Numerical simulation of the interaction of a transitional boundary layer with a 2-D flexible panel in the subsonic regime

Abstract

The self-sustained oscillations arising in subsonic transitional flow over a flexible finite panel are investigated numerically. The flowfields are obtained by solving the full compressible Navier–Stokes equations employing a recently developed sixth-order implicit code which is capable of retaining its superior accuracy on deforming meshes. The panel mechanics is described by means of the nonlinear von Karman plate equations which are solved with a previously validated structural module. An iterative implicit coupling of the fluid and structural solvers is provided in order to eliminate lagging errors at the fluid/solid interface. Computations are performed for two freestream Mach numbers ( M ∞=0.2,0.8), and for a range of Reynolds number and dynamic pressure. At both flow speeds, self-excited oscillations develop in the absence of an applied external forcing. At M ∞=0.2, the origin of the instability appears to be of an aeroelastic nature (i.e., flutter) and is found to persist even at very low Reynolds numbers.

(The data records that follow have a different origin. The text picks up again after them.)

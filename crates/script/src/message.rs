//! Signed-message and raw-hash signature helpers used by masternode messages and
//! proof-of-stake block signatures.

use stakd_consensus::constants::SIGNED_MESSAGE_MAGIC;
use stakd_consensus::Hash256;
use stakd_primitives::encoding::Encoder;
use stakd_primitives::hash::sha256d;
use secp256k1::ecdsa::{RecoverableSignature, RecoveryId, Signature};
use secp256k1::{Message, PublicKey, SecretKey};

use crate::secp::{secp256k1_sign, secp256k1_verify};

#[derive(Debug, Clone, Copy, Eq, PartialEq)]
pub enum SignedMessageError {
    InvalidPubkey,
    InvalidSignature,
    InvalidRecoveryId,
    RecoverFailed,
    PubkeyMismatch,
}

impl std::fmt::Display for SignedMessageError {
    fn fmt(&self, f: &mut std::fmt::Formatter<'_>) -> std::fmt::Result {
        match self {
            SignedMessageError::InvalidPubkey => write!(f, "invalid pubkey"),
            SignedMessageError::InvalidSignature => write!(f, "invalid signature"),
            SignedMessageError::InvalidRecoveryId => write!(f, "invalid recovery id"),
            SignedMessageError::RecoverFailed => write!(f, "failed to recover pubkey"),
            SignedMessageError::PubkeyMismatch => write!(f, "pubkey mismatch"),
        }
    }
}

impl std::error::Error for SignedMessageError {}

pub fn signed_message_hash(message: &[u8]) -> Hash256 {
    let mut encoder = Encoder::with_capacity(SIGNED_MESSAGE_MAGIC.len() + message.len() + 10);
    encoder.write_var_bytes(SIGNED_MESSAGE_MAGIC.as_bytes());
    encoder.write_var_bytes(message);
    sha256d(&encoder.into_inner())
}

/// 65-byte compact recoverable signature over the signed-message hash of `message`.
pub fn sign_message(secret: &SecretKey, message: &[u8], compressed: bool) -> [u8; 65] {
    let msg = Message::from_digest(signed_message_hash(message));
    let sig = secp256k1_sign().sign_ecdsa_recoverable(&msg, secret);
    encode_compact_signature(&sig, compressed)
}

pub fn verify_signed_message(
    expected_pubkey: &[u8],
    signature: &[u8],
    message: &[u8],
) -> Result<(), SignedMessageError> {
    if expected_pubkey.is_empty() {
        return Err(SignedMessageError::InvalidPubkey);
    }
    let (recoverable, compressed) = decode_compact_signature(signature)?;
    if compressed != (expected_pubkey.len() == 33) {
        return Err(SignedMessageError::PubkeyMismatch);
    }
    let msg = Message::from_digest(signed_message_hash(message));
    let pubkey =
        PublicKey::from_slice(expected_pubkey).map_err(|_| SignedMessageError::InvalidPubkey)?;
    secp256k1_verify()
        .verify_ecdsa(&msg, &recoverable.to_standard(), &pubkey)
        .map_err(|_| SignedMessageError::InvalidSignature)
}

pub fn recover_signed_message_pubkey(
    signature: &[u8],
    message: &[u8],
) -> Result<Vec<u8>, SignedMessageError> {
    let (recoverable, compressed) = decode_compact_signature(signature)?;
    let msg = Message::from_digest(signed_message_hash(message));
    let pubkey = secp256k1_verify()
        .recover_ecdsa(&msg, &recoverable)
        .map_err(|_| SignedMessageError::RecoverFailed)?;
    if compressed {
        Ok(pubkey.serialize().to_vec())
    } else {
        Ok(pubkey.serialize_uncompressed().to_vec())
    }
}

/// DER signature (low-S) directly over `hash`.
pub fn sign_hash(secret: &SecretKey, hash: &Hash256) -> Vec<u8> {
    let msg = Message::from_digest(*hash);
    secp256k1_sign()
        .sign_ecdsa(&msg, secret)
        .serialize_der()
        .to_vec()
}

/// Verifies a DER signature over `hash`. High-S signatures are normalized first.
pub fn verify_hash_signature(
    pubkey: &[u8],
    der_signature: &[u8],
    hash: &Hash256,
) -> Result<(), SignedMessageError> {
    let pubkey = PublicKey::from_slice(pubkey).map_err(|_| SignedMessageError::InvalidPubkey)?;
    let mut sig =
        Signature::from_der(der_signature).map_err(|_| SignedMessageError::InvalidSignature)?;
    sig.normalize_s();
    secp256k1_verify()
        .verify_ecdsa(&Message::from_digest(*hash), &sig, &pubkey)
        .map_err(|_| SignedMessageError::InvalidSignature)
}

fn encode_compact_signature(sig: &RecoverableSignature, compressed: bool) -> [u8; 65] {
    let (rec_id, bytes) = sig.serialize_compact();
    let mut out = [0u8; 65];
    out[0] = 27 + rec_id.to_i32() as u8 + if compressed { 4 } else { 0 };
    out[1..].copy_from_slice(&bytes);
    out
}

fn decode_compact_signature(
    signature: &[u8],
) -> Result<(RecoverableSignature, bool), SignedMessageError> {
    if signature.len() != 65 {
        return Err(SignedMessageError::InvalidSignature);
    }
    let header = signature[0];
    if !(27..=34).contains(&header) {
        return Err(SignedMessageError::InvalidSignature);
    }
    let compressed = header >= 31;
    let recovery = if compressed { header - 31 } else { header - 27 };
    let rec_id =
        RecoveryId::from_i32(recovery as i32).map_err(|_| SignedMessageError::InvalidRecoveryId)?;
    let sig = RecoverableSignature::from_compact(&signature[1..65], rec_id)
        .map_err(|_| SignedMessageError::InvalidSignature)?;
    Ok((sig, compressed))
}
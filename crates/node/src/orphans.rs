//! Bounded pool of items waiting on unknown parents.

use std::collections::HashMap;

use rand::seq::IteratorRandom;
use stakd_consensus::Hash256;

struct Orphan<T> {
    item: T,
    size: usize,
    parents: Vec<Hash256>,
}

/// Orphans keyed by hash and indexed by the parents they wait on. Past either cap a
/// random orphan is dropped.
pub struct OrphanPool<T> {
    entries: HashMap<Hash256, Orphan<T>>,
    by_parent: HashMap<Hash256, Vec<Hash256>>,
    bytes: usize,
    max_count: usize,
    max_bytes: usize,
}

impl<T> OrphanPool<T> {
    pub fn new(max_count: usize, max_bytes: usize) -> Self {
        Self {
            entries: HashMap::new(),
            by_parent: HashMap::new(),
            bytes: 0,
            max_count,
            max_bytes,
        }
    }

    pub fn len(&self) -> usize {
        self.entries.len()
    }

    pub fn is_empty(&self) -> bool {
        self.entries.is_empty()
    }

    pub fn bytes(&self) -> usize {
        self.bytes
    }

    pub fn contains(&self, hash: &Hash256) -> bool {
        self.entries.contains_key(hash)
    }

    /// Stores `item` and returns the hashes evicted to make room. Items larger than
    /// the byte cap are refused and reported as evicted.
    pub fn insert(&mut self, hash: Hash256, item: T, size: usize, parents: Vec<Hash256>) -> Vec<Hash256> {
        if self.max_count == 0 || size > self.max_bytes {
            return vec![hash];
        }
        self.remove(&hash);
        let mut evicted = Vec::new();
        let mut rng = rand::thread_rng();
        while self.entries.len() >= self.max_count || self.bytes + size > self.max_bytes {
            let Some(victim) = self.entries.keys().choose(&mut rng).copied() else {
                break;
            };
            self.remove(&victim);
            evicted.push(victim);
        }
        for parent in &parents {
            let waiting = self.by_parent.entry(*parent).or_default();
            if !waiting.contains(&hash) {
                waiting.push(hash);
            }
        }
        self.bytes += size;
        self.entries.insert(
            hash,
            Orphan {
                item,
                size,
                parents,
            },
        );
        evicted
    }

    pub fn remove(&mut self, hash: &Hash256) -> Option<T> {
        let orphan = self.entries.remove(hash)?;
        self.bytes -= orphan.size;
        for parent in &orphan.parents {
            let now_empty = match self.by_parent.get_mut(parent) {
                Some(waiting) => {
                    waiting.retain(|child| child != hash);
                    waiting.is_empty()
                }
                None => false,
            };
            if now_empty {
                self.by_parent.remove(parent);
            }
        }
        Some(orphan.item)
    }

    /// Removes and returns every orphan waiting on `parent`.
    pub fn take_children(&mut self, parent: &Hash256) -> Vec<(Hash256, T)> {
        let Some(children) = self.by_parent.remove(parent) else {
            return Vec::new();
        };
        children
            .into_iter()
            .filter_map(|hash| self.remove(&hash).map(|item| (hash, item)))
            .collect()
    }
}

#[cfg(test)]
mod tests {
    use super::*;

    #[test]
    fn count_cap_evicts_one_orphan() {
        let mut pool = OrphanPool::new(3, 1_000);
        for tag in 1..=3u8 {
            assert!(pool.insert([tag; 32], tag, 10, vec![[0xaa; 32]]).is_empty());
        }
        let evicted = pool.insert([4; 32], 4, 10, vec![[0xbb; 32]]);
        assert_eq!(evicted.len(), 1);
        assert_eq!(pool.len(), 3);
        assert_eq!(pool.bytes(), 30);
        assert!(pool.contains(&[4; 32]));
        assert!(!pool.contains(&evicted[0]));
    }

    #[test]
    fn byte_cap_is_enforced() {
        let mut pool = OrphanPool::new(100, 25);
        pool.insert([1; 32], (), 10, Vec::new());
        pool.insert([2; 32], (), 10, Vec::new());
        let evicted = pool.insert([3; 32], (), 10, Vec::new());
        assert_eq!(evicted.len(), 1);
        assert!(pool.bytes() <= 25);
        assert_eq!(pool.insert([4; 32], (), 26, Vec::new()), vec![[4; 32]]);
        assert!(!pool.contains(&[4; 32]));
    }

    #[test]
    fn children_are_released_with_their_parent() {
        let mut pool = OrphanPool::new(10, 1_000);
        pool.insert([1; 32], "a", 5, vec![[0xaa; 32], [0xbb; 32]]);
        pool.insert([2; 32], "b", 5, vec![[0xaa; 32]]);
        pool.insert([3; 32], "c", 5, vec![[0xcc; 32]]);

        let mut released = pool.take_children(&[0xaa; 32]);
        released.sort_by_key(|(hash, _)| *hash);
        assert_eq!(released, vec![([1; 32], "a"), ([2; 32], "b")]);
        assert_eq!(pool.len(), 1);
        assert_eq!(pool.bytes(), 5);
        assert!(pool.take_children(&[0xbb; 32]).is_empty());
    }
}
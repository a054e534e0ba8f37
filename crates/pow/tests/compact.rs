use stakd_pow::difficulty::{compact_to_target, hash_meets_target, target_to_compact};

#[test]
fn compact_to_target_roundtrip() {
    let bits = 0x1d00ffff;
    let target = compact_to_target(bits).expect("target");
    let back = target_to_compact(&target);
    assert_eq!(back, bits);
}

#[test]
fn compact_target_layout() {
    let bits = 0x207fffff;
    let target = compact_to_target(bits).expect("target");
    assert!(target[..29].iter().all(|b| *b == 0));
    assert_eq!(target[29], 0xff);
    assert_eq!(target[30], 0xff);
    assert_eq!(target[31], 0x7f);
}

#[test]
fn hash_meets_target_cmp() {
    let target = [0x10u8; 32];
    let smaller = [0x00u8; 32];
    let larger = [0xffu8; 32];
    assert!(hash_meets_target(&smaller, &target));
    assert!(!hash_meets_target(&larger, &target));
}

#[test]
fn negative_and_overflowing_compacts_are_rejected() {
    assert!(compact_to_target(0x0480_0001).is_err());
    assert!(compact_to_target(0xff12_3456).is_err());
    // A zero mantissa with the sign bit set is plain zero.
    assert_eq!(compact_to_target(0x0180_0000).expect("zero"), [0u8; 32]);
}
//! Compact targets, chain trust, retargeting and the proof-of-stake kernel.

pub mod difficulty;
pub mod kernel;
pub mod validation;

pub use primitive_types::U256;
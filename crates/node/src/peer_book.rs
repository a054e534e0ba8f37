//! Misbehavior scores and bans for remote peers.

use std::collections::HashMap;
use std::fs;
use std::net::SocketAddr;
use std::path::Path;
use std::sync::Mutex;

use serde::{Deserialize, Serialize};
use stakd_log::log_info;

pub const DEFAULT_BAN_THRESHOLD: u32 = 100;
pub const DEFAULT_BAN_SECS: i64 = 24 * 60 * 60;

#[derive(Clone, Debug, Eq, PartialEq)]
pub struct BannedPeerInfo {
    pub addr: SocketAddr,
    /// Unix seconds.
    pub banned_until: i64,
}

#[derive(Debug, Deserialize, Serialize)]
struct BanListFile {
    version: u32,
    banned: Vec<BanListEntry>,
}

#[derive(Debug, Deserialize, Serialize)]
struct BanListEntry {
    addr: SocketAddr,
    banned_until: i64,
}

const BANLIST_VERSION: u32 = 1;

pub struct PeerBook {
    ban_threshold: u32,
    ban_secs: i64,
    scores: Mutex<HashMap<SocketAddr, u32>>,
    banned: Mutex<HashMap<SocketAddr, i64>>,
}

impl Default for PeerBook {
    fn default() -> Self {
        Self::new(DEFAULT_BAN_THRESHOLD, DEFAULT_BAN_SECS)
    }
}

impl PeerBook {
    pub fn new(ban_threshold: u32, ban_secs: i64) -> Self {
        Self {
            ban_threshold,
            ban_secs,
            scores: Mutex::new(HashMap::new()),
            banned: Mutex::new(HashMap::new()),
        }
    }

    pub fn score(&self, addr: SocketAddr) -> u32 {
        self.scores
            .lock()
            .ok()
            .and_then(|scores| scores.get(&addr).copied())
            .unwrap_or(0)
    }

    /// Adds `delta` to the peer's score. Returns true when this pushed the peer over
    /// the threshold and it is now banned.
    pub fn record_misbehavior(&self, addr: SocketAddr, delta: u32, now: i64) -> bool {
        if delta == 0 {
            return false;
        }
        let score = {
            let Ok(mut scores) = self.scores.lock() else {
                return false;
            };
            let entry = scores.entry(addr).or_insert(0);
            *entry = entry.saturating_add(delta);
            *entry
        };
        if score < self.ban_threshold {
            return false;
        }
        log_info!("banning {addr}: misbehavior score {score}");
        self.ban_for(addr, self.ban_secs, now);
        if let Ok(mut scores) = self.scores.lock() {
            scores.remove(&addr);
        }
        true
    }

    pub fn ban_for(&self, addr: SocketAddr, secs: i64, now: i64) {
        if let Ok(mut banned) = self.banned.lock() {
            banned.insert(addr, now.saturating_add(secs));
        }
    }

    pub fn is_banned(&self, addr: SocketAddr, now: i64) -> bool {
        let Ok(mut banned) = self.banned.lock() else {
            return false;
        };
        match banned.get(&addr).copied() {
            Some(until) if until > now => true,
            Some(_) => {
                banned.remove(&addr);
                false
            }
            None => false,
        }
    }

    pub fn unban(&self, addr: SocketAddr) -> bool {
        self.banned
            .lock()
            .map(|mut banned| banned.remove(&addr).is_some())
            .unwrap_or(false)
    }

    /// Active bans, expired ones dropped.
    pub fn banned_peers(&self, now: i64) -> Vec<BannedPeerInfo> {
        let Ok(mut banned) = self.banned.lock() else {
            return Vec::new();
        };
        banned.retain(|_, until| *until > now);
        let mut out: Vec<BannedPeerInfo> = banned
            .iter()
            .map(|(addr, until)| BannedPeerInfo {
                addr: *addr,
                banned_until: *until,
            })
            .collect();
        out.sort_by_key(|info| info.addr.to_string());
        out
    }

    /// Loads unexpired bans from `path`. A missing file is an empty list.
    pub fn load_banlist(&self, path: &Path, now: i64) -> Result<usize, String> {
        let bytes = match fs::read(path) {
            Ok(bytes) => bytes,
            Err(err) if err.kind() == std::io::ErrorKind::NotFound => return Ok(0),
            Err(err) => return Err(err.to_string()),
        };
        let file: BanListFile =
            serde_json::from_slice(&bytes).map_err(|err| format!("invalid banlist: {err}"))?;
        if file.version != BANLIST_VERSION {
            return Err(format!(
                "unsupported banlist version {} (expected {})",
                file.version, BANLIST_VERSION
            ));
        }
        let mut inserted = 0usize;
        if let Ok(mut banned) = self.banned.lock() {
            for entry in file.banned.into_iter().filter(|entry| entry.banned_until > now) {
                banned.insert(entry.addr, entry.banned_until);
                inserted += 1;
            }
        }
        Ok(inserted)
    }

    pub fn save_banlist(&self, path: &Path, now: i64) -> Result<(), String> {
        let banned = self
            .banned_peers(now)
            .into_iter()
            .map(|info| BanListEntry {
                addr: info.addr,
                banned_until: info.banned_until,
            })
            .collect();
        let file = BanListFile {
            version: BANLIST_VERSION,
            banned,
        };
        let json = serde_json::to_vec_pretty(&file).map_err(|err| err.to_string())?;
        if let Some(parent) = path.parent() {
            fs::create_dir_all(parent).map_err(|err| err.to_string())?;
        }
        let tmp = path.with_extension("tmp");
        fs::write(&tmp, json).map_err(|err| err.to_string())?;
        if fs::rename(&tmp, path).is_err() {
            let _ = fs::remove_file(path);
            fs::rename(&tmp, path).map_err(|err| err.to_string())?;
        }
        Ok(())
    }
}
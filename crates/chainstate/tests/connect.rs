mod common;

use std::sync::Arc;

use common::{key_script, secret, spend, TestChain};
use stakd_chainstate::state::{genesis_block, ChainState};
use stakd_chainstate::ErrorKind;
use stakd_consensus::money::COIN;
use stakd_masternode::PaymentConsensus;
use stakd_primitives::{OutPoint, TxOut};

#[test]
fn genesis_is_written_once_and_reloaded() {
    let mut harness = TestChain::new();
    let genesis = genesis_block(&harness.chain.params().consensus);
    assert_eq!(harness.chain.best_height(), 0);
    assert_eq!(harness.chain.best_hash(), genesis.hash());

    harness.mine_to(3);
    let tip = harness.chain.best_hash();
    let supply = harness.chain.money_supply();

    let params = harness.chain.params().clone();
    let payments = Arc::new(PaymentConsensus::new(params.masternode.clone()));
    let reopened = ChainState::new(Arc::clone(&harness.store), params, payments).expect("reopen");
    assert_eq!(reopened.best_height(), 3);
    assert_eq!(reopened.best_hash(), tip);
    assert_eq!(reopened.money_supply(), supply);
    assert_eq!(reopened.hash_at(0), Some(genesis.hash()));
}

#[test]
fn trust_grows_and_supply_tracks_subsidy() {
    let mut harness = TestChain::new();
    let mut last_trust = harness.chain.best_node().expect("genesis").chain_trust;
    for _ in 0..3 {
        harness.mine();
        let trust = harness.chain.best_node().expect("tip").chain_trust;
        assert!(trust > last_trust);
        last_trust = trust;
    }
    assert_eq!(harness.chain.money_supply(), 100_000 * COIN + 2 * 50 * COIN);
}

#[test]
fn supply_excludes_fees_and_burns() {
    let mut harness = TestChain::new();
    harness.mine_to(6);
    let (prevout, value) = harness.coinbase_at(1);
    let supply_before = harness.chain.money_supply();

    let burn = harness.chain.params().masternode.burn_script();
    let fee = COIN;
    let tx = spend(
        prevout,
        &harness.miner_script.clone(),
        &harness.miner,
        harness.time_after(&harness.chain.best_hash()),
        vec![
            TxOut::new(10 * COIN, burn),
            TxOut::new(value - 10 * COIN - fee, key_script(&secret(2))),
        ],
    );
    harness.mine_with(vec![tx], fee);

    // subsidy enters supply, the fee moves from spender to miner, the burn leaves
    assert_eq!(
        harness.chain.money_supply(),
        supply_before + 50 * COIN - 10 * COIN
    );
}

#[test]
fn immature_coinbase_spend_marks_block_failed() {
    let mut harness = TestChain::new();
    harness.mine_to(3);
    let (prevout, value) = harness.coinbase_at(1);
    let tip = harness.chain.best_hash();
    let tx = spend(
        prevout,
        &harness.miner_script.clone(),
        &harness.miner,
        harness.time_after(&tip),
        vec![TxOut::new(value, key_script(&secret(2)))],
    );
    let block = harness.block_on(&tip, 0, 0, vec![tx]);
    let err = harness.accept(&block).expect_err("immature spend");
    assert_eq!(err.kind, ErrorKind::ConsensusViolation);
    assert_eq!(harness.chain.best_hash(), tip);
    assert!(harness.chain.node(&block.hash()).expect("indexed").is_failed());

    let again = harness.accept(&block).expect_err("failed block");
    assert_eq!(again.kind, ErrorKind::ConsensusViolation);
}

#[test]
fn conflicting_spends_in_one_block_are_a_double_spend() {
    let mut harness = TestChain::new();
    harness.mine_to(6);
    let (prevout, value) = harness.coinbase_at(1);
    let tip = harness.chain.best_hash();
    let time = harness.time_after(&tip);
    let miner_script = harness.miner_script.clone();
    let first = spend(
        prevout.clone(),
        &miner_script,
        &harness.miner,
        time,
        vec![TxOut::new(value, key_script(&secret(2)))],
    );
    let second = spend(
        prevout,
        &miner_script,
        &harness.miner,
        time,
        vec![TxOut::new(value, key_script(&secret(3)))],
    );
    let block = harness.block_on(&tip, 0, 0, vec![first, second]);
    let err = harness.accept(&block).expect_err("double spend");
    assert_eq!(err.kind, ErrorKind::DoubleSpend);
    assert_eq!(harness.chain.best_hash(), tip);
}

#[test]
fn spent_output_cannot_be_spent_by_a_later_block() {
    let mut harness = TestChain::new();
    harness.mine_to(6);
    let (prevout, value) = harness.coinbase_at(1);
    let miner_script = harness.miner_script.clone();
    let time = harness.time_after(&harness.chain.best_hash());
    let first = spend(
        prevout.clone(),
        &miner_script,
        &harness.miner,
        time,
        vec![TxOut::new(value, key_script(&secret(2)))],
    );
    harness.mine_with(vec![first.clone()], 0);
    let entry = harness.chain.utxo(&prevout).expect("read").expect("entry");
    assert_eq!(entry.spent.map(|marker| marker.txid), Some(first.txid()));

    let tip = harness.chain.best_hash();
    let second = spend(
        prevout,
        &miner_script,
        &harness.miner,
        harness.time_after(&tip),
        vec![TxOut::new(value, key_script(&secret(3)))],
    );
    let block = harness.block_on(&tip, 0, 0, vec![second]);
    let err = harness.accept(&block).expect_err("already spent");
    assert_eq!(err.kind, ErrorKind::DoubleSpend);
}

#[test]
fn chained_spends_inside_a_block_connect() {
    let mut harness = TestChain::new();
    harness.mine_to(6);
    let (prevout, value) = harness.coinbase_at(1);
    let time = harness.time_after(&harness.chain.best_hash());
    let middle_key = secret(2);
    let middle_script = key_script(&middle_key);
    let parent = spend(
        prevout,
        &harness.miner_script.clone(),
        &harness.miner,
        time,
        vec![TxOut::new(value, middle_script.clone())],
    );
    let child = spend(
        OutPoint::new(parent.txid(), 0),
        &middle_script,
        &middle_key,
        time,
        vec![TxOut::new(value, key_script(&secret(3)))],
    );
    let child_txid = child.txid();
    harness.mine_with(vec![parent.clone(), child], 0);

    let middle = harness
        .chain
        .utxo(&OutPoint::new(parent.txid(), 0))
        .expect("read")
        .expect("entry");
    assert_eq!(middle.spent.map(|marker| marker.txid), Some(child_txid));
    let last = harness
        .chain
        .utxo(&OutPoint::new(child_txid, 0))
        .expect("read")
        .expect("entry");
    assert!(!last.is_spent());
}

#[test]
fn overpaying_coinbase_is_rejected() {
    let mut harness = TestChain::new();
    harness.mine_to(2);
    let tip = harness.chain.best_hash();
    let block = harness.block_with_coinbase(
        &tip,
        0,
        vec![TxOut::new(50 * COIN + 1, harness.miner_script.clone())],
        Vec::new(),
    );
    let err = harness.accept(&block).expect_err("overpay");
    assert_eq!(err.kind, ErrorKind::ConsensusViolation);
}

#[test]
fn orphan_and_duplicate_blocks_do_not_mark_failure() {
    let mut harness = TestChain::new();
    let genesis = harness.chain.best_hash();
    let first = harness.block_on(&genesis, 0, 0, Vec::new());
    harness.accept(&first).expect("first");
    let dup = harness.accept(&first).expect_err("duplicate");
    assert_eq!(dup.kind, ErrorKind::Policy);

    let mut orphan = harness.block_on(&first.hash(), 0, 0, Vec::new());
    orphan.header.prev_block = [0xab; 32];
    let orphan = common::seal(orphan, harness.chain.params());
    let err = harness.accept(&orphan).expect_err("orphan");
    assert_eq!(err.kind, ErrorKind::MissingInputs);
    assert!(harness.chain.node(&orphan.hash()).is_none());
}

#[test]
fn disconnect_then_reconnect_restores_identical_store() {
    let mut harness = TestChain::new();
    harness.mine_to(6);
    let (prevout, value) = harness.coinbase_at(1);
    let tx = spend(
        prevout.clone(),
        &harness.miner_script.clone(),
        &harness.miner,
        harness.time_after(&harness.chain.best_hash()),
        vec![
            TxOut::new(5_000 * COIN, key_script(&secret(4))),
            TxOut::new(value - 5_000 * COIN, key_script(&secret(2))),
        ],
    );
    let txid = tx.txid();
    let tip = harness.mine_with(vec![tx], 0);
    let before = harness.store.snapshot().expect("snapshot");

    harness.chain.disconnect_block(&tip).expect("disconnect");
    assert_eq!(harness.chain.best_height(), 6);
    let restored = harness.chain.utxo(&prevout).expect("read").expect("entry");
    assert!(!restored.is_spent());
    assert!(harness
        .chain
        .utxo(&OutPoint::new(txid, 0))
        .expect("read")
        .is_none());

    harness.chain.connect_block(&tip).expect("reconnect");
    assert_eq!(harness.chain.best_hash(), tip);
    assert_eq!(harness.store.snapshot().expect("snapshot"), before);
}

#[test]
fn block_recreating_a_spent_coinbase_is_rejected() {
    let mut harness = TestChain::new();
    harness.mine_to(8);
    let (prevout, value) = harness.coinbase_at(2);
    let old_coinbase = harness
        .chain
        .block_by_height(2)
        .expect("read block")
        .expect("block at height")
        .transactions[0]
        .clone();
    let spender = spend(
        prevout.clone(),
        &harness.miner_script.clone(),
        &harness.miner,
        harness.time_after(&harness.chain.best_hash()),
        vec![TxOut::new(value, key_script(&secret(2)))],
    );
    harness.mine_with(vec![spender.clone()], 0);
    let supply = harness.chain.money_supply();

    let tip = harness.chain.best_hash();
    let mut block = harness.block_on(&tip, 0, 0, Vec::new());
    block.transactions[0] = old_coinbase;
    let block = common::seal(block, harness.chain.params());
    let err = harness.accept(&block).expect_err("recreated coinbase");
    assert_eq!(err.kind, ErrorKind::ConsensusViolation);
    assert_eq!(err.penalty, 100);
    assert!(err.reason.contains("overwrites existing outputs"), "{err}");

    assert_eq!(harness.chain.best_hash(), tip);
    assert_eq!(harness.chain.money_supply(), supply);
    let entry = harness.chain.utxo(&prevout).expect("read").expect("entry");
    assert_eq!(entry.spent.map(|marker| marker.txid), Some(spender.txid()));
}

#[test]
fn tampered_body_does_not_condemn_the_honest_block() {
    let mut harness = TestChain::new();
    harness.mine_to(2);
    let tip = harness.chain.best_hash();
    let honest = harness.block_on(&tip, 0, 0, Vec::new());

    let mut tampered = honest.clone();
    tampered.transactions[0].vout[0].value -= 1;
    assert_eq!(tampered.hash(), honest.hash());
    let err = harness.accept(&tampered).expect_err("merkle mismatch");
    assert_eq!(err.kind, ErrorKind::Structural);
    assert_eq!(err.penalty, 100);
    assert!(!err.marks_failed());
    assert!(harness.chain.node(&honest.hash()).is_none());

    let accepted = harness.accept(&honest).expect("honest block");
    assert_eq!(accepted.height, 3);
    assert_eq!(harness.chain.best_hash(), honest.hash());
}

#[test]
fn child_of_a_failed_block_is_condemned_with_it() {
    let mut harness = TestChain::new();
    harness.mine_to(2);
    let tip = harness.chain.best_hash();
    let bad = harness.block_with_coinbase(
        &tip,
        0,
        vec![TxOut::new(50 * COIN + 1, harness.miner_script.clone())],
        Vec::new(),
    );
    harness.accept(&bad).expect_err("overpay");
    assert!(harness.chain.node(&bad.hash()).expect("indexed").is_failed());

    let child = harness.block_on(&bad.hash(), 0, 0, Vec::new());
    let err = harness.accept(&child).expect_err("failed parent");
    assert_eq!(err.kind, ErrorKind::ConsensusViolation);
    assert!(harness.chain.node(&child.hash()).expect("indexed").is_failed());
    assert_eq!(harness.chain.best_hash(), tip);
}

The fluctuating surface also generates boundary-layer instability modes downstream of the panel trailing edge. At the higher Mach number, static divergence occurs followed by the onset of travelling wave flutter (TWF), with frequency and wavelength compatible with those of Tollmien–Schlichting (T–S) waves. The observed limit-cycle oscillations appear to originate from the coupling of T–S waves with the higher-mode flexural waves on the elastic panel, and therefore subside below a critical value of Reynolds number. The TWF also generates significant acoustic radiation above the fluttering panel. The previous instabilities are observed for panels with either pinned or fully clamped edge conditions. Sensitivity of the solutions to the prescribed cavity pressure underneath the panel is noted. This dependence arises due to the different response of the boundary layer to the favorable or adverse pressure gradient induced by the upward or downward panel deflections, respectively.